In bash, $SSH gets word-split — the shell chops that string on spaces into ssh, -o, ConnectTimeout=10, and so on, exactly as if I’d typed them. In zsh, it does not. zsh takes the whole unquoted string and goes looking for a single program literally named ssh -o ConnectTimeout=10 user@host, spaces and all. No such program exists. It fails with exit code 127, prints nothing useful, and moves on.

That was the whole disaster. macOS switched its default shell to zsh years ago, so a script I’d have sworn was portable quietly changed meaning the moment it ran in a login shell instead of the bash I tested it in.

The fix is small once you know the rule. zsh has explicit split syntax:

${=SSH} "run the real check"

The = tells zsh yes, actually split this on whitespace. Or skip the variable entirely and write the command inline, or wrap it in a function. Any of those work.

But the variable wasn’t the real bug. The real bug was that my monitor treated silence as success. When the ssh call produced no output, the monitor shrugged and filled the heartbeat with ? instead of screaming. Three rearm cycles — hours — burned before I noticed, because nothing ever went red. A monitor that can’t tell “everything’s fine” from “I checked nothing” isn’t a monitor. It’s a clock.

So now every long-running script I arm starts with a probe: run the real command once, up front, and exit non-zero if the output is garbage. A config bug surfaces in five seconds at startup, loudly, instead of hiding inside the first broken heartbeat. If your health check can pass while doing nothing, it will — and it’ll pick the least convenient moment to tell you.

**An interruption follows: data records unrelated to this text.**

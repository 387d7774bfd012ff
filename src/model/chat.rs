use chrono::{DateTime, Duration, Utc};
use serde::{Deserialize, Serialize};
use std::collections::BTreeMap;

use crate::model::common::now_timestamp;

pub const USER_CHATS: &str = "userChats";

#[derive(Debug, Clone, Copy, PartialEq, Eq, Serialize, Deserialize)]
#[serde(rename_all = "lowercase")]
pub enum Sender {
    User,
    Admin,
}

#[derive(Debug, Clone, PartialEq, Serialize, Deserialize)]
pub struct ChatMessage {
    pub id: String,
    pub text: String,
    pub sender: Sender,
    pub timestamp: String,
    pub read: bool,
}

impl ChatMessage {
    /// Admin-authored messages are born read; user messages wait for an admin.
    pub fn new(text: String, sender: Sender) -> Self {
        Self {
            id: uuid::Uuid::new_v4().to_string(),
            text,
            sender,
            timestamp: now_timestamp(),
            read: sender == Sender::Admin,
        }
    }

    pub fn is_unread_from_user(&self) -> bool {
        self.sender == Sender::User && !self.read
    }
}

/// One user's persisted conversation.
#[derive(Debug, Clone, PartialEq, Serialize, Deserialize)]
#[serde(rename_all = "camelCase")]
pub struct ChatThread {
    pub user_id: String,
    pub user_name: String,
    #[serde(default)]
    pub messages: Vec<ChatMessage>,
    pub created_at: String,
    pub last_activity: String,
}

impl ChatThread {
    pub fn new(user_id: &str, user_name: Option<&str>) -> Self {
        let now = now_timestamp();
        Self {
            user_id: user_id.to_string(),
            user_name: display_name(user_id, user_name),
            messages: Vec::new(),
            created_at: now.clone(),
            last_activity: now,
        }
    }

    pub fn unread_from_user(&self) -> usize {
        self.messages
            .iter()
            .filter(|m| m.is_unread_from_user())
            .count()
    }
}

/// A supplied name with something other than whitespace in it.
pub fn given_name(user_name: Option<&str>) -> Option<&str> {
    user_name.filter(|name| !name.trim().is_empty())
}

/// The supplied name, or the guest name when it is missing or blank.
pub fn display_name(user_id: &str, user_name: Option<&str>) -> String {
    given_name(user_name)
        .map(str::to_string)
        .unwrap_or_else(|| guest_name(user_id))
}

/// `Guest_` plus the last four characters of the user id.
pub fn guest_name(user_id: &str) -> String {
    let chars: Vec<char> = user_id.chars().collect();
    let tail: String = chars[chars.len().saturating_sub(4)..].iter().collect();
    format!("Guest_{}", tail)
}

/// Admin snapshot entry, keyed by user id in `allUserChats`.
#[derive(Debug, Clone, PartialEq, Serialize)]
#[serde(rename_all = "camelCase")]
pub struct ChatSummary {
    pub user_name: String,
    pub messages: Vec<ChatMessage>,
    pub last_activity: String,
}

pub fn summarize(threads: Vec<ChatThread>) -> BTreeMap<String, ChatSummary> {
    threads
        .into_iter()
        .map(|thread| {
            (
                thread.user_id,
                ChatSummary {
                    user_name: thread.user_name,
                    messages: thread.messages,
                    last_activity: thread.last_activity,
                },
            )
        })
        .collect()
}

#[derive(Debug, Clone, PartialEq, Serialize)]
#[serde(rename_all = "camelCase")]
pub struct ChatStats {
    pub total_chats: usize,
    pub active_today: usize,
    pub total_unread_messages: usize,
    pub chats_with_unread_messages: usize,
}

impl ChatStats {
    pub fn compute(threads: &[ChatThread], now: DateTime<Utc>) -> Self {
        let since = now - Duration::hours(24);
        let active_today = threads
            .iter()
            .filter(|t| {
                DateTime::parse_from_rfc3339(&t.last_activity)
                    .map_or(false, |ts| ts.with_timezone(&Utc) >= since)
            })
            .count();
        let unread: Vec<usize> = threads.iter().map(ChatThread::unread_from_user).collect();

        Self {
            total_chats: threads.len(),
            active_today,
            total_unread_messages: unread.iter().sum(),
            chats_with_unread_messages: unread.iter().filter(|&&n| n > 0).count(),
        }
    }
}

/// REST body for posting a message outside of a live socket.
#[derive(Debug, Clone, Deserialize)]
#[serde(rename_all = "camelCase")]
pub struct NewChatMessage {
    pub user_id: Option<String>,
    pub user_name: Option<String>,
    pub text: Option<String>,
    pub sender_type: Option<Sender>,
}

#[cfg(test)]
mod tests {
    use super::*;

    fn thread(user_id: &str, last_activity: &str, messages: Vec<ChatMessage>) -> ChatThread {
        ChatThread {
            user_id: user_id.to_string(),
            user_name: user_id.to_string(),
            messages,
            created_at: last_activity.to_string(),
            last_activity: last_activity.to_string(),
        }
    }

    #[test]
    fn test_guest_name_uses_last_four_chars() {
        assert_eq!(guest_name("visitor-8f3a"), "Guest_8f3a");
        assert_eq!(guest_name("ab"), "Guest_ab");
        assert_eq!(ChatThread::new("user_1234", None).user_name, "Guest_1234");
        assert_eq!(ChatThread::new("user_1234", Some("Mim")).user_name, "Mim");
    }

    #[test]
    fn test_blank_names_fall_back_to_guest() {
        assert_eq!(ChatThread::new("visitor_42", Some("")).user_name, "Guest_r_42");
        assert_eq!(ChatThread::new("visitor_42", Some("  ")).user_name, "Guest_r_42");
        assert_eq!(display_name("visitor_42", Some(" Mim ")), " Mim ");
        assert_eq!(given_name(Some("\t")), None);
    }

    #[test]
    fn test_message_read_flag_depends_on_sender() {
        assert!(!ChatMessage::new("hi".to_string(), Sender::User).read);
        assert!(ChatMessage::new("hello".to_string(), Sender::Admin).read);
    }

    #[test]
    fn test_stats() {
        let now = Utc::now();
        let recent = (now - Duration::hours(1)).to_rfc3339();
        let stale = (now - Duration::hours(30)).to_rfc3339();

        let threads = vec![
            thread(
                "a",
                &recent,
                vec![
                    ChatMessage::new("1".to_string(), Sender::User),
                    ChatMessage::new("2".to_string(), Sender::User),
                    ChatMessage::new("3".to_string(), Sender::Admin),
                ],
            ),
            thread("b", &stale, vec![ChatMessage::new("x".to_string(), Sender::Admin)]),
        ];

        let stats = ChatStats::compute(&threads, now);
        assert_eq!(
            stats,
            ChatStats {
                total_chats: 2,
                active_today: 1,
                total_unread_messages: 2,
                chats_with_unread_messages: 1,
            }
        );
    }
}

The startup probe give me the detail

The pattern that saved me is a fail-fast preflight before the monitor loop arms. It runs the exact command the loop will run, and refuses to start on empty or malformed output:

SSH_ARGS=(ssh -o ConnectTimeout=10 user@host)

probe() {
  local out
  out="$("${SSH_ARGS[@]}" 'auth-check --format=json' 2>/dev/null)"
  if [[ -z "$out" || "$out" != \{* ]]; then
    print -u2 "PROBE FAILED: got '${out:-<empty>}'"
    exit 1
  fi
}

probe   # dies in seconds if ssh no-ops

Note the array SSH_ARGS=(...) — in zsh, "${SSH_ARGS[@]}" expands to properly separated words without any of the ${=VAR} splitting ambiguity, and it survives paths with spaces. Arrays are the portable answer; string-splitting is the trap. The != \{* check means “if this doesn’t start with a {, it’s not the JSON I expected” — exit 127 from a failed command produces empty output, which this catches immediately.